◆ **GOAL OF THE EXERCISE**
Go through the listing and copy each line with the string "count".

◆ **DATA SUPPLIED**
#[cfg(test)]
mod tests {
    use super::*;
    use crate::canvas::Canvas;
    use crate::font::tests::{asset_font_path, regular_font};
    use crate::font::FontSource;
    use crate::types::{Rect, Size};

    fn sample_document(pages: usize) -> Document {
        let mut canvas = Canvas::new(Size::a4());
        for page in 0..pages {
            if page > 0 {
                canvas.show_page();
            }
            canvas.set_fill_color(Color::gray(0.9));
            canvas.fill_rect(Rect {
                x: Pt::from_i32(30),
                y: Pt::from_i32(700),
                width: Pt::from_i32(200),
                height: Pt::from_i32(20),
            });
            canvas.set_fill_color(Color::BLACK);
            canvas.set_font(FontRole::Regular, Pt::from_i32(9));
            canvas.draw_string(Pt::from_i32(34), Pt::from_i32(706), format!("Строка {page}"));
        }
        canvas.finish()
    }

    fn operators(pdf: &LoDocument, page_id: ObjectId) -> Vec<Operation> {
        let content = pdf.get_page_content(page_id).unwrap();
        Content::decode(&content).unwrap().operations
    }

    #[test]
    fn labels_are_right_aligned_on_every_page() {
        let mut document = sample_document(3);
        let geometry = TableGeometry::default();
        let label = PageLabel::default();
        let measure = StandardBoldMeasurer {
            size: label.font_size,
        };
        stamp_page_numbers(&mut document, &label, &geometry, Color::BLACK, &measure);

        let right = document.page_size.width - geometry.margins.right;
        for (index, page) in document.pages.iter().enumerate() {
            let expected = format!("Page {}/3", index + 1);
            assert_eq!(page.meta_values(META_LABEL_KEY).collect::<Vec<_>>(), vec![expected.as_str()]);
            let drawn = page.commands.iter().rev().find_map(|c| match c {
                Command::DrawString { x, text, .. } => Some((*x, text.clone())),
                _ => None,
            });
            let (x, text) = drawn.unwrap();
            assert_eq!(text, expected);
            assert_eq!(x + measure.measure(&text), right);
        }
    }

    #[test]
    fn emits_one_pdf_page_per_document_page() {
        let font = regular_font();
        let mut document = sample_document(2);
        let label = PageLabel::default();
        stamp_page_numbers(
            &mut document,
            &label,
            &TableGeometry::default(),
            Color::BLACK,
            &StandardBoldMeasurer { size: label.font_size },
        );
        let fonts = PdfFonts {
            regular: &font,
            bold: None,
        };
        let options = PdfOptions {
            title: Some("Расписание"),
            compress: false,
        };
        let bytes = document_to_pdf(&document, fonts, &options).unwrap();
        assert!(bytes.starts_with(b"%PDF-1.7"));

        let pdf = LoDocument::load_mem(&bytes).unwrap();
        let pages = pdf.get_pages();
        assert_eq!(pages.len(), 2);

        let first = *pages.get(&1).unwrap();
        let ops = operators(&pdf, first);
        let label_bytes: Vec<Vec<u8>> = ops
            .iter()
            .filter(|op| op.operator == "Tj")
            .filter_map(|op| match op.operands.first() {
                Some(Object::String(bytes, StringFormat::Literal)) => Some(bytes.clone()),
                _ => None,
            })
            .collect();
        assert_eq!(label_bytes, vec![b"Page 1/2".to_vec()]);
        let body = ops
            .iter()
            .find(|op| op.operator == "Tj")
            .and_then(|op| match op.operands.first() {
                Some(Object::String(bytes, _)) => Some(bytes.clone()),
                _ => None,
            });
        assert_eq!(body, Some(font.encode_identity_h("Строка 0")));

        let info_id = pdf.trailer.get(b"Info").unwrap().as_reference().unwrap();
        let info = pdf.get_object(info_id).unwrap().as_dict().unwrap();
        let title = match info.get(b"Title").unwrap() {
            Object::String(bytes, _) => bytes.clone(),
            other => panic!("unexpected title {other:?}"),
        };
        assert_eq!(&title[..2], &[0xFE, 0xFF]);
        assert_eq!(title.len(), 2 + 2 * "Расписание".chars().count());
    }

    #[test]
    fn embedded_fonts_carry_widths_and_to_unicode() {
        let regular = regular_font();
        let bold = LoadedFont::load(&FontSource::file(asset_font_path("DejaVuSans-Bold.ttf"))).unwrap();
        let mut document = sample_document(1);
        let label = PageLabel::default();
        stamp_page_numbers(
            &mut document,
            &label,
            &TableGeometry::default(),
            Color::BLACK,
            &crate::font::FontMeasurer::new(&bold, label.font_size),
        );
        let fonts = PdfFonts {
            regular: &regular,
            bold: Some(&bold),
        };
        let bytes = document_to_pdf(&document, fonts, &PdfOptions::default()).unwrap();
        let pdf = LoDocument::load_mem(&bytes).unwrap();

        let type0: Vec<&Dictionary> = pdf
            .objects
            .values()
            .filter_map(|obj| obj.as_dict().ok())
            .filter(|dict| dict.get(b"Subtype").and_then(Object::as_name).ok() == Some(b"Type0".as_slice()))
            .collect();
        assert_eq!(type0.len(), 2);
        for dict in type0 {
            assert!(dict.get(b"ToUnicode").is_ok());
            assert_eq!(dict.get(b"Encoding").and_then(Object::as_name).unwrap(), b"Identity-H");
        }
        let cid_fonts = pdf
            .objects
            .values()
            .filter_map(|obj| obj.as_dict().ok())
            .filter(|dict| {
                dict.get(b"Subtype").and_then(Object::as_name).ok() == Some(b"CIDFontType2".as_slice())
            })
            .count();
        assert_eq!(cid_fonts, 2);
    }

    #[test]
    fn output_is_deterministic_and_compressible() {
        let font = regular_font();
        let document = sample_document(4);
        let fonts = PdfFonts {
            regular: &font,
            bold: None,
        };
        let options = PdfOptions {
            title: None,
            compress: true,
        };
        let first = document_to_pdf(&document, fonts, &options).unwrap();
        let second = document_to_pdf(&document, fonts, &options).unwrap();
        assert_eq!(first, second);
        let plain = document_to_pdf(&document, fonts, &PdfOptions::default()).unwrap();
        assert!(first.len() < plain.len());
        assert_eq!(LoDocument::load_mem(&first).unwrap().get_pages().len(), 4);
    }

    #[test]
    fn to_unicode_uses_surrogate_pairs_above_bmp() {
        let mut glyphs = BTreeMap::new();
        glyphs.insert(3, 'A');
        glyphs.insert(0x1F, '😀');
        let cmap = to_unicode_cmap(&glyphs);
        assert!(cmap.contains("2 beginbfchar"));
        assert!(cmap.contains("<0003> <0041>"));
        assert!(cmap.contains("<001F> <D83DDE00>"));
    }

    #[test]
    fn standard_bold_widths_follow_helvetica_bold_metrics() {
        let measure = StandardBoldMeasurer {
            size: Pt::from_i32(10),
        };
        assert_eq!(measure.measure("Page 1/2"), Pt::from_milli_i64(40_580));
        assert_eq!(measure.measure("W"), Pt::from_milli_i64(9_440));
        assert_eq!(measure.measure("Ж"), measure.measure("?"));
        assert_eq!(measure.measure(""), Pt::ZERO);
    }

    #[test]
    fn stamped_label_restores_graphics_state() {
        let mut document = sample_document(2);
        let before: Vec<usize> = document.pages.iter().map(|p| p.commands.len()).collect();
        let label = PageLabel::default();
        stamp_page_numbers(
            &mut document,
            &label,
            &TableGeometry::default(),
            Color::BLACK,
            &StandardBoldMeasurer { size: label.font_size },
        );
        for (page, start) in document.pages.iter().zip(before) {
            let stamped = &page.commands[start..];
            assert_eq!(stamped.first(), Some(&Command::SaveState));
            assert_eq!(stamped.last(), Some(&Command::RestoreState));
        }
    }

    #[test]
    fn winansi_maps_latin1_and_replaces_the_rest() {
        assert_eq!(encode_winansi("Page 1/2"), b"Page 1/2".to_vec());
        assert_eq!(encode_winansi("é–Ж"), vec![0xE9, 0x96, b'?']);
    }

    #[test]
    fn font_names_are_pdf_safe() {
        assert_eq!(sanitize_font_name("DejaVu Sans (Bold)"), "DejaVu-Sans-Bold");
        assert_eq!(sanitize_font_name("()"), "EmbeddedFont");
    }
}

◆ **TASK ANSWER**
        assert_eq!(title.len(), 2 + 2 * "Расписание".chars().count());
            .count();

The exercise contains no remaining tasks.